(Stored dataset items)

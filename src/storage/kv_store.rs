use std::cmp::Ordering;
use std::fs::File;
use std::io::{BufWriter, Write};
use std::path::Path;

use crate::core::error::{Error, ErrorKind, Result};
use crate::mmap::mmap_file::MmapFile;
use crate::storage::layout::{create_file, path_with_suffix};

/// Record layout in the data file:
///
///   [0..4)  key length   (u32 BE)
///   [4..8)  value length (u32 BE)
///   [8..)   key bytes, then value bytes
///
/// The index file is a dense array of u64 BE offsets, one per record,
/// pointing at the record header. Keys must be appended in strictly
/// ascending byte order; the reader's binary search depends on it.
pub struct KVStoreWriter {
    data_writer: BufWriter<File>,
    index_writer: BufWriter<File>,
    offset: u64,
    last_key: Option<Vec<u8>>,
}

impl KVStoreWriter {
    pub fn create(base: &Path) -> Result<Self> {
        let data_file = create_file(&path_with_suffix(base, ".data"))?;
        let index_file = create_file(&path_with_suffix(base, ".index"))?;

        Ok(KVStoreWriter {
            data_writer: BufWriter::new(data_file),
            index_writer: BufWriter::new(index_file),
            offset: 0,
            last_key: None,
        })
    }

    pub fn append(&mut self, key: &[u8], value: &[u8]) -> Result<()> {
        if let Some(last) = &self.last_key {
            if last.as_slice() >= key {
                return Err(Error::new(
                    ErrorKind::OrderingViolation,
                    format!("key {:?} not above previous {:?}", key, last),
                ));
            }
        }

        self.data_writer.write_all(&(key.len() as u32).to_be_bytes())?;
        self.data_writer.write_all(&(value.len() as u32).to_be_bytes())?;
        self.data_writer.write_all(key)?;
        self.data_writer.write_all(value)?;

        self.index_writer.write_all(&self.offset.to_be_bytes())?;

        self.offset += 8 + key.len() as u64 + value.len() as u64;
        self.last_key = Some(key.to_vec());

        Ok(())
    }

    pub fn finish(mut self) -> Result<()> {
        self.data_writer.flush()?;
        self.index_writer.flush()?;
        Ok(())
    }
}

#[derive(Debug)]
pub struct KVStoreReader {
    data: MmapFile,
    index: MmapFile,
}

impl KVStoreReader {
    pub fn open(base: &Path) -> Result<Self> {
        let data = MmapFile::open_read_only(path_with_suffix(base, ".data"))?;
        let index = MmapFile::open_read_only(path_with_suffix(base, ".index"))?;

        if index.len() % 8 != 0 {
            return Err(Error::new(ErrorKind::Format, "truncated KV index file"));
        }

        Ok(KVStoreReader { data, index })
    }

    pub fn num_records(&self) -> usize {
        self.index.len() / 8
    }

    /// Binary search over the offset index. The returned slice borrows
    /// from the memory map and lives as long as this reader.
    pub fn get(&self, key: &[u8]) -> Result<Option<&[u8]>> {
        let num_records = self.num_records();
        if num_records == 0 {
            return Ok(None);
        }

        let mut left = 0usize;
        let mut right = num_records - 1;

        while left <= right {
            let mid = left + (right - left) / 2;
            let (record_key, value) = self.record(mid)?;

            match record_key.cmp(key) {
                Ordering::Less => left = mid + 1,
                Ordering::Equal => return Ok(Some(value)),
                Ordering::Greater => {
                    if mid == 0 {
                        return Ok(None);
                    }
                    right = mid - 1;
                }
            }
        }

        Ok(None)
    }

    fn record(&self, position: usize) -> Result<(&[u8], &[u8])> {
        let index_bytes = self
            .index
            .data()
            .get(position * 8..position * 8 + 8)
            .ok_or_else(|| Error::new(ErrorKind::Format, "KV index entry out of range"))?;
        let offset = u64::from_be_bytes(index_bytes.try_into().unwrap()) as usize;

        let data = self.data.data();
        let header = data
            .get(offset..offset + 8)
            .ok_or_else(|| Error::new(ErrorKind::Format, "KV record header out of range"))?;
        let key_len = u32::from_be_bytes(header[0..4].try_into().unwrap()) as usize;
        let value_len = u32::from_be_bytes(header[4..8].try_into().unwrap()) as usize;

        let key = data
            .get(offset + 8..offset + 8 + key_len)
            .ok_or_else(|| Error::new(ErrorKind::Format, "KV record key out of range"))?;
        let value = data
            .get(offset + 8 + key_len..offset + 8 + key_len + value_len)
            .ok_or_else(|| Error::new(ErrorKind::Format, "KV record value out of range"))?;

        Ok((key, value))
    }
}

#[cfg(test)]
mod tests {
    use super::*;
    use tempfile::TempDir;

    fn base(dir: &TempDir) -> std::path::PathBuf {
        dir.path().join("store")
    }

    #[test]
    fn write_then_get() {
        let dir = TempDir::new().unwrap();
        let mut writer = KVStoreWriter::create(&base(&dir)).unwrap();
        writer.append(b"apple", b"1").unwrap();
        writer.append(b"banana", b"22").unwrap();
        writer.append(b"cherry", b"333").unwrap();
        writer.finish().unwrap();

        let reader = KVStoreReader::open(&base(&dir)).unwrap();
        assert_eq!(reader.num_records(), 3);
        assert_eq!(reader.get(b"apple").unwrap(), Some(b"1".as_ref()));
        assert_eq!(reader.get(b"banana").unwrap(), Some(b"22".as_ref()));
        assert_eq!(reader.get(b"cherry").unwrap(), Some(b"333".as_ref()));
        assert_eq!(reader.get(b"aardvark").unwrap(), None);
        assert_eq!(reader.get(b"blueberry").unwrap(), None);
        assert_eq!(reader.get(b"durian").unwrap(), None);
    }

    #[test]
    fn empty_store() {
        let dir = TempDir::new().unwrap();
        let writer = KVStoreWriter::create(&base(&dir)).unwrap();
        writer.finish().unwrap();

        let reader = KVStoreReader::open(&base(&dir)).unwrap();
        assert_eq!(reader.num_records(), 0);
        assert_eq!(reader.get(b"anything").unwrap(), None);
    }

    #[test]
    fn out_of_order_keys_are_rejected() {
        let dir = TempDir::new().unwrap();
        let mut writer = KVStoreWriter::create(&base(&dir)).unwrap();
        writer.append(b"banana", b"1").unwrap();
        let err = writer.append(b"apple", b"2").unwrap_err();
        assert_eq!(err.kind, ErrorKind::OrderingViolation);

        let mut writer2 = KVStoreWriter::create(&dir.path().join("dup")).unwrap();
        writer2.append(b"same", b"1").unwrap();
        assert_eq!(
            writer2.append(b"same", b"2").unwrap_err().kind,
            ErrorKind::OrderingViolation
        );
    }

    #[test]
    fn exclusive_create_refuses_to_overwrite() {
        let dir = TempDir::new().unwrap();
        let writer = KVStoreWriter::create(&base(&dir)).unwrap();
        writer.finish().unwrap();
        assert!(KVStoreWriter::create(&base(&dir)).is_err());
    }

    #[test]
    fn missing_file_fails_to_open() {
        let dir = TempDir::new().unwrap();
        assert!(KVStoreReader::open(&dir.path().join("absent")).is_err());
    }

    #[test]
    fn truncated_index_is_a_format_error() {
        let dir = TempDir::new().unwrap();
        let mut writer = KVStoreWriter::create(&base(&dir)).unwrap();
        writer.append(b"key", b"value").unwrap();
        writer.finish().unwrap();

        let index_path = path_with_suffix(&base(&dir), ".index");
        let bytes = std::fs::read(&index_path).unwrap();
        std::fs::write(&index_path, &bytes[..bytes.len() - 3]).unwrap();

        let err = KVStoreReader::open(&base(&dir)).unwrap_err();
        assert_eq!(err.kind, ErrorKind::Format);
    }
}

What this task involves
Using the data above, transcribe the lines that run from the line with "pub fn get(&self, key: &[u8])" to the line with "record header out", both ends kept, and output nothing else.

Response to the task
    pub fn get(&self, key: &[u8]) -> Result<Option<&[u8]>> {
        let num_records = self.num_records();
        if num_records == 0 {
            return Ok(None);
        }

        let mut left = 0usize;
        let mut right = num_records - 1;

        while left <= right {
            let mid = left + (right - left) / 2;
            let (record_key, value) = self.record(mid)?;

            match record_key.cmp(key) {
                Ordering::Less => left = mid + 1,
                Ordering::Equal => return Ok(Some(value)),
                Ordering::Greater => {
                    if mid == 0 {
                        return Ok(None);
                    }
                    right = mid - 1;
                }
            }
        }

        Ok(None)
    }

    fn record(&self, position: usize) -> Result<(&[u8], &[u8])> {
        let index_bytes = self
            .index
            .data()
            .get(position * 8..position * 8 + 8)
            .ok_or_else(|| Error::new(ErrorKind::Format, "KV index entry out of range"))?;
        let offset = u64::from_be_bytes(index_bytes.try_into().unwrap()) as usize;

        let data = self.data.data();
        let header = data
            .get(offset..offset + 8)
            .ok_or_else(|| Error::new(ErrorKind::Format, "KV record header out of range"))?;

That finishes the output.